Google Cloud Status Dashboard

This page provides status information on the services that are part of Google Cloud Platform. Check back here to view the current status of the services listed below. If you are experiencing an issue not listed here, please contact Support. Learn more about what's posted on the dashboard in this FAQ. For additional information on these services, please visit cloud.google.com.

Google App Engine Incident #16008

App Engine Outage

Incident began at 2016-08-11 13:13 and ended at 2016-08-11 15:00 (all times are US/Pacific).

Date Time Description
Aug 23, 2016 09:54

SUMMARY:

On Thursday 11 August 2016, 21% of Google App Engine applications hosted in the US-CENTRAL region experienced error rates in excess of 10% and elevated latency between 13:13 and 15:00 PDT. An additional 16% of applications hosted on the same GAE instance observed lower rates of errors and latency during the same period.

We apologize for this incident. We know that you choose to run your applications on Google App Engine to obtain flexible, reliable, high-performance service, and in this incident we have not delivered the level of reliability for which we strive. Our engineers have been working hard to analyze what went wrong and ensure incidents of this type will not recur.

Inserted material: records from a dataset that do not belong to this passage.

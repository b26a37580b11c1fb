//! Manifest and artefact retrieval over HTTP.
//!
//! Provides a trait-based abstraction for fetching remote manifests and
//! module archives, enabling dependency injection for testing. The
//! production [`HttpFetcher`] uses `ureq` with separate timeout and retry
//! budgets for manifests (small, quick) and artefacts (large, slow).

use log::{debug, trace};
use std::fs::File;
use std::io::{self, Read, Write};
use std::path::Path;
use std::time::Duration;

use super::retry::RetryPolicy;
use crate::config::{FetchSettings, InstallerConfig};

/// Trait for fetching manifests and artefacts.
///
/// Abstractions allow tests to mock HTTP behaviour without network access.
///
/// # Examples
///
/// ```
/// use modsync_installer::artefact::download::HttpFetcher;
/// use modsync_installer::config::InstallerConfig;
///
/// let fetcher = HttpFetcher::from_config(&InstallerConfig::default());
/// // Use fetcher.fetch_manifest("https://example.test/module.json") in production
/// ```
#[cfg_attr(test, mockall::automock)]
pub trait ModuleFetcher {
    /// Fetch the manifest document at `url` and return its body.
    ///
    /// # Errors
    ///
    /// Returns an error if the request fails after the retry budget is
    /// spent or the server answers with a non-success status.
    fn fetch_manifest(&self, url: &str) -> Result<String, DownloadError>;

    /// Fetch the artefact at `url` and write it to `dest`.
    ///
    /// # Errors
    ///
    /// Returns an error if the request or the file write fails.
    fn fetch_artefact(&self, url: &str, dest: &Path) -> Result<(), DownloadError>;
}

/// Errors arising from manifest and artefact retrieval.
#[derive(Debug, thiserror::Error)]
pub enum DownloadError {
    /// The request failed in transit (DNS, connect, timeout, broken body).
    #[error("download failed for {url}: {reason}")]
    HttpError {
        /// The URL that was requested.
        url: String,
        /// A human-readable description of the failure.
        reason: String,
    },

    /// The server answered with an unexpected status code.
    #[error("server returned HTTP {status} for {url}")]
    Status {
        /// The URL that was requested.
        url: String,
        /// The HTTP status code.
        status: u16,
    },

    /// The requested resource was not found (HTTP 404).
    #[error("not found: {url}")]
    NotFound {
        /// The URL that returned 404.
        url: String,
    },

    /// The server answered, but the body is unusable (not UTF-8, or over
    /// the size limit). Fetching it again would return the same body.
    #[error("unusable response body from {url}: {reason}")]
    Body {
        /// The URL that was requested.
        url: String,
        /// A human-readable description of the problem.
        reason: String,
    },

    /// I/O error writing the downloaded file.
    #[error("I/O error writing download: {0}")]
    Io(#[from] std::io::Error),
}

impl DownloadError {
    /// Return true when another attempt might succeed.
    ///
    /// Transport failures, request timeouts (408), rate limiting (429), and
    /// server errors (5xx) are transient. Unusable bodies, local I/O errors
    /// and other client errors are not.
    #[must_use]
    pub fn is_transient(&self) -> bool {
        match self {
            Self::HttpError { .. } => true,
            Self::Status { status, .. } => *status == 408 || *status == 429 || *status >= 500,
            Self::NotFound { .. } | Self::Body { .. } | Self::Io(_) => false,
        }
    }
}

/// HTTP-based fetcher using `ureq`, with bounded retries.
pub struct HttpFetcher {
    manifest_agent: ureq::Agent,
    manifest_retry: RetryPolicy,
    artefact_agent: ureq::Agent,
    artefact_retry: RetryPolicy,
}

impl HttpFetcher {
    /// Build a fetcher from the timeout and retry settings in `config`.
    #[must_use]
    pub fn from_config(config: &InstallerConfig) -> Self {
        Self {
            manifest_agent: http_agent(&config.manifest),
            manifest_retry: config.manifest.retry_policy(),
            artefact_agent: http_agent(&config.artefact),
            artefact_retry: config.artefact.retry_policy(),
        }
    }
}

impl ModuleFetcher for HttpFetcher {
    fn fetch_manifest(&self, url: &str) -> Result<String, DownloadError> {
        self.manifest_retry.run(
            |attempt| {
                trace!("fetching manifest {url} (attempt {attempt})");
                download_text(&self.manifest_agent, url)
            },
            DownloadError::is_transient,
        )
    }

    fn fetch_artefact(&self, url: &str, dest: &Path) -> Result<(), DownloadError> {
        self.artefact_retry.run(
            |attempt| {
                trace!("fetching artefact {url} (attempt {attempt})");
                download_to_file(&self.artefact_agent, url, dest)
            },
            DownloadError::is_transient,
        )?;
        debug!("artefact {url} written to {}", dest.display());
        Ok(())
    }
}

/// Download a URL and return the body as a string.
fn download_text(agent: &ureq::Agent, url: &str) -> Result<String, DownloadError> {
    let response = agent.get(url).call().map_err(|e| map_ureq_error(url, &e))?;
    let bytes = response
        .into_body()
        .read_to_vec()
        .map_err(|e| map_body_error(url, e))?;
    String::from_utf8(bytes).map_err(|e| DownloadError::Body {
        url: url.to_owned(),
        reason: e.to_string(),
    })
}

/// Download a URL and write the body to a file, truncating any previous
/// attempt's partial content.
fn download_to_file(agent: &ureq::Agent, url: &str, dest: &Path) -> Result<(), DownloadError> {
    let response = agent.get(url).call().map_err(|e| map_ureq_error(url, &e))?;
    let mut reader = response.into_body().into_reader();
    let mut file = File::create(dest)?;
    copy_body(url, &mut reader, &mut file)?;
    file.sync_all()?;
    Ok(())
}

/// Copy a response body into `writer`.
///
/// Read failures are transport errors; write failures are local I/O errors.
fn copy_body(
    url: &str,
    reader: &mut dyn Read,
    writer: &mut dyn Write,
) -> Result<u64, DownloadError> {
    let mut buffer = vec![0_u8; 64 * 1024];
    let mut total = 0_u64;
    loop {
        let read = match reader.read(&mut buffer) {
            Ok(0) => return Ok(total),
            Ok(read) => read,
            Err(e) if e.kind() == io::ErrorKind::Interrupted => continue,
            Err(e) => {
                return Err(DownloadError::HttpError {
                    url: url.to_owned(),
                    reason: format!("transfer interrupted: {e}"),
                });
            }
        };
        writer.write_all(&buffer[..read])?;
        total = total.saturating_add(read as u64);
    }
}

fn http_agent(settings: &FetchSettings) -> ureq::Agent {
    let config = ureq::Agent::config_builder()
        .timeout_global(Some(Duration::from_secs(settings.timeout_secs)))
        .build();
    ureq::Agent::new_with_config(config)
}

/// Map a ureq error to a [`DownloadError`].
fn map_ureq_error(url: &str, err: &ureq::Error) -> DownloadError {
    match err {
        ureq::Error::StatusCode(404) => DownloadError::NotFound {
            url: url.to_owned(),
        },
        ureq::Error::StatusCode(status) => DownloadError::Status {
            url: url.to_owned(),
            status: *status,
        },
        other => DownloadError::HttpError {
            url: url.to_owned(),
            reason: other.to_string(),
        },
    }
}

fn map_body_error(url: &str, err: ureq::Error) -> DownloadError {
    match err {
        ureq::Error::BodyExceedsLimit(limit) => DownloadError::Body {
            url: url.to_owned(),
            reason: format!("body exceeds {limit} bytes"),
        },
        other => map_ureq_error(url, &other),
    }
}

DETAILED DESCRIPTION OF IMPACT:

On Thursday 11 August 2016 from 13:13 to 15:00 PDT, 18% of applications hosted in the US-CENTRAL region experienced error rates between 10% and 50%, and 3% of applications experienced error rates in excess of 50%. Additionally, 14% experienced error rates between 1% and 10%, and 2% experienced error rate below 1% but above baseline levels. In addition, the 37% of applications which experienced elevated error rates also observed a median latency increase of just under 0.8 seconds per request.

The remaining 63% of applications hosted on the same GAE instance, and applications hosted on other GAE instances, did not observe elevated error rates or increased latency.

Both App Engine Standard and Flexible Environment applications in US-CENTRAL were affected by this incident. In addition, some Flexible Environment applications were unable to deploy new versions during this incident.

App Engine applications in US-EAST1 and EUROPE-WEST were not impacted by this incident.

ROOT CAUSE:

The incident was triggered by a periodic maintenance procedure in which Google engineers move App Engine applications between datacenters in US-CENTRAL in order to balance traffic more evenly.

As part of this procedure, we first move a proportion of apps to a new datacenter in which capacity has already been provisioned. We then gracefully drain traffic from an equivalent proportion of servers in the downsized datacenter in order to reclaim resources. The applications running on the drained servers are automatically rescheduled onto different servers.

During this procedure, a software update on the traffic routers was also in progress, and this update triggered a rolling restart of the traffic routers. This temporarily diminished the available router capacity.

The server drain resulted in rescheduling of multiple instances of manually-scaled applications. App Engine creates new instances of manually-scaled applications by sending a startup request via the traffic routers to the server hosting the new instance.

Some manually-scaled instances started up slowly, resulting in the App Engine system retrying the start requests multiple times which caused a spike in CPU load on the traffic routers. The overloaded traffic routers dropped some incoming requests.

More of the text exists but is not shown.